[Recorded data]
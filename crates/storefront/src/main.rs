//! Climatech storefront, the public site on port 3000.
//!
//! # Architecture
//!
//! - Axum with HTMX fragments for the cart
//! - Askama templates rendered on the server
//! - Business REST API for catalog, orders and appointments
//! - Wompi widget for payment, verified on redirect
//! - `PostgreSQL` only as the session store (the cart lives in the session)

#![cfg_attr(not(test), forbid(unsafe_code))]

use std::net::SocketAddr;
use std::time::Duration;

use axum::extract::State;
use axum::http::StatusCode;
use axum::{Router, middleware::from_fn, routing::get};
use sentry::integrations::tracing as sentry_tracing;
use tower_http::services::ServeDir;
use tower_http::trace::{DefaultOnResponse, OnResponse, TraceLayer};
use tracing::Span;
use tracing_subscriber::{layer::SubscriberExt, util::SubscriberInitExt};

use climatech_storefront::config::StorefrontConfig;
use climatech_storefront::middleware::{
    create_session_layer, csp_nonce_middleware, request_id_middleware,
    security_headers_middleware,
};
use climatech_storefront::state::AppState;
use climatech_storefront::{db, routes};

/// Initialize Sentry; the guard must live as long as the process.
fn init_sentry(config: &StorefrontConfig) -> Option<sentry::ClientInitGuard> {
    let dsn = config.sentry_dsn.as_ref()?;

    let guard = sentry::init((
        dsn.as_str(),
        sentry::ClientOptions {
            release: sentry::release_name!(),
            environment: config
                .sentry_environment
                .clone()
                .map(std::borrow::Cow::Owned),
            sample_rate: config.sentry_sample_rate,
            traces_sample_rate: config.sentry_traces_sample_rate,
            attach_stacktrace: true,
            // Customer contact data stays out of Sentry.
            send_default_pii: false,
            ..Default::default()
        },
    ));

    tracing::info!("Sentry initialized");
    Some(guard)
}

/// Warnings and errors become Sentry events, info and debug breadcrumbs.
fn sentry_event_filter(metadata: &tracing::Metadata<'_>) -> sentry_tracing::EventFilter {
    match *metadata.level() {
        tracing::Level::ERROR | tracing::Level::WARN => sentry_tracing::EventFilter::Event,
        tracing::Level::INFO | tracing::Level::DEBUG => sentry_tracing::EventFilter::Breadcrumb,
        _ => sentry_tracing::EventFilter::Ignore,
    }
}

fn init_tracing() {
    let env_filter = tracing_subscriber::EnvFilter::try_from_default_env()
        .unwrap_or_else(|_| "climatech_storefront=info,tower_http=debug".into());

    // JSON on Fly.io for log parsing, text locally
    let is_fly = std::env::var("FLY_APP_NAME").is_ok();
    let json_layer = is_fly.then(|| tracing_subscriber::fmt::layer().json().flatten_event(true));
    let text_layer = (!is_fly).then(tracing_subscriber::fmt::layer);

    tracing_subscriber::registry()
        .with(env_filter)
        .with(json_layer)
        .with(text_layer)
        .with(sentry_tracing::layer().event_filter(sentry_event_filter))
        .init();
}

#[tokio::main]
async fn main() {
    // Sentry comes before the subscriber so the tracing layer has a client
    let config = StorefrontConfig::from_env().expect("Failed to load configuration");
    let _sentry_guard = init_sentry(&config);
    init_tracing();

    let pool = db::create_pool(&config.database_url)
        .await
        .expect("Failed to create database pool");
    tracing::info!("Session database pool created");

    // Session table is created by `ct-cli migrate storefront`, not on startup
    let session_layer = create_session_layer(&pool, &config);
    let state = AppState::new(config.clone(), pool);

    tracing::info!(
        api = %config.api_base_url,
        wompi = %config.wompi.api_base(),
        "Backends configured"
    );

    // Layers wrap bottom-up: the last `.layer` is outermost
    let app = Router::new()
        .route("/health", get(health))
        .route("/health/ready", get(readiness))
        .merge(routes::routes())
        .nest_service("/static", ServeDir::new("crates/storefront/static"))
        .layer(session_layer)
        .layer(from_fn(security_headers_middleware))
        .layer(from_fn(csp_nonce_middleware))
        .layer(from_fn(request_id_middleware))
        .layer(
            TraceLayer::new_for_http()
                .make_span_with(|request: &axum::http::Request<_>| {
                    tracing::info_span!(
                        "http_request",
                        method = %request.method(),
                        uri = %request.uri(),
                        status = tracing::field::Empty,
                        latency_ms = tracing::field::Empty,
                    )
                })
                .on_response(
                    |response: &axum::http::Response<_>, latency: Duration, span: &Span| {
                        span.record("status", response.status().as_u16());
                        span.record(
                            "latency_ms",
                            u64::try_from(latency.as_millis()).unwrap_or(u64::MAX),
                        );
                        DefaultOnResponse::default().on_response(response, latency, span);
                    },
                ),
        )
        .with_state(state)
        .layer(sentry_tower::NewSentryLayer::new_from_top())
        .layer(sentry_tower::SentryHttpLayer::new().enable_transaction());

    let addr = config.socket_addr();
    tracing::info!("storefront listening on http://{}", addr);

    let listener = tokio::net::TcpListener::bind(addr)
        .await
        .expect("Failed to bind to address");

    // Connect info feeds the per-IP rate limiter when no proxy header is set
    axum::serve(
        listener,
        app.into_make_service_with_connect_info::<SocketAddr>(),
    )
    .with_graceful_shutdown(shutdown_signal())
    .await
    .expect("Server error");
}

/// Liveness: the process is up.
async fn health() -> &'static str {
    "ok"
}

/// Readiness: the session database answers.
async fn readiness(State(state): State<AppState>) -> StatusCode {
    match sqlx::query("SELECT 1").fetch_one(state.pool()).await {
        Ok(_) => StatusCode::OK,
        Err(e) => {
            tracing::warn!(error = %e, "Readiness check failed");
            StatusCode::SERVICE_UNAVAILABLE
        }
    }
}

/// Resolve on Ctrl+C or SIGTERM.
async fn shutdown_signal() {
    let ctrl_c = async {
        tokio::signal::ctrl_c()
            .await
            .expect("Failed to install Ctrl+C handler");
    };

    #[cfg(unix)]
    let terminate = async {
        tokio::signal::unix::signal(tokio::signal::unix::SignalKind::terminate())
            .expect("Failed to install signal handler")
            .recv()
            .await;
    };

    #[cfg(not(unix))]
    let terminate = std::future::pending::<()>();

    tokio::select! {
        () = ctrl_c => {},
        () = terminate => {},
    }

    tracing::info!("Shutdown signal received, draining connections");
}
//! Request ID middleware.
//!
//! Every admin response carries an `x-request-id`, reused from the proxy when
//! present. The id is tagged on the Sentry scope so staff can quote it when
//! something fails.

use axum::{extract::Request, http::HeaderValue, middleware::Next, response::Response};
use uuid::Uuid;

/// The HTTP header name for request IDs.
pub const REQUEST_ID_HEADER: &str = "x-request-id";

pub async fn request_id_middleware(request: Request, next: Next) -> Response {
    let request_id = request
        .headers()
        .get(REQUEST_ID_HEADER)
        .and_then(|h| h.to_str().ok())
        .filter(|id| !id.is_empty() && id.len() <= 128)
        .map_or_else(|| Uuid::new_v4().to_string(), String::from);

    tracing::Span::current().record("request_id", request_id.as_str());
    sentry::configure_scope(|scope| scope.set_tag("request_id", &request_id));

    let mut response = next.run(request).await;
    if let Ok(value) = HeaderValue::from_str(&request_id) {
        response.headers_mut().insert(REQUEST_ID_HEADER, value);
    }
    response
}

#[cfg(test)]
#[allow(clippy::unwrap_used)]
mod tests {
    use axum::Router;
    use axum::body::Body;
    use axum::routing::get;
    use tower::ServiceExt;

    use super::*;

    #[tokio::test]
    async fn test_response_carries_request_id() {
        let app = Router::new()
            .route("/", get(|| async { "ok" }))
            .layer(axum::middleware::from_fn(request_id_middleware));

        let response = app
            .oneshot(Request::builder().uri("/").body(Body::empty()).unwrap())
            .await
            .unwrap();
        let id = response.headers().get(REQUEST_ID_HEADER).unwrap();
        assert!(Uuid::parse_str(id.to_str().unwrap()).is_ok());
    }
}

Your instructions => The response consists of the lines above that contain "HeaderValue".

Exercise result =>
use axum::{extract::Request, http::HeaderValue, middleware::Next, response::Response};
    if let Ok(value) = HeaderValue::from_str(&request_id) {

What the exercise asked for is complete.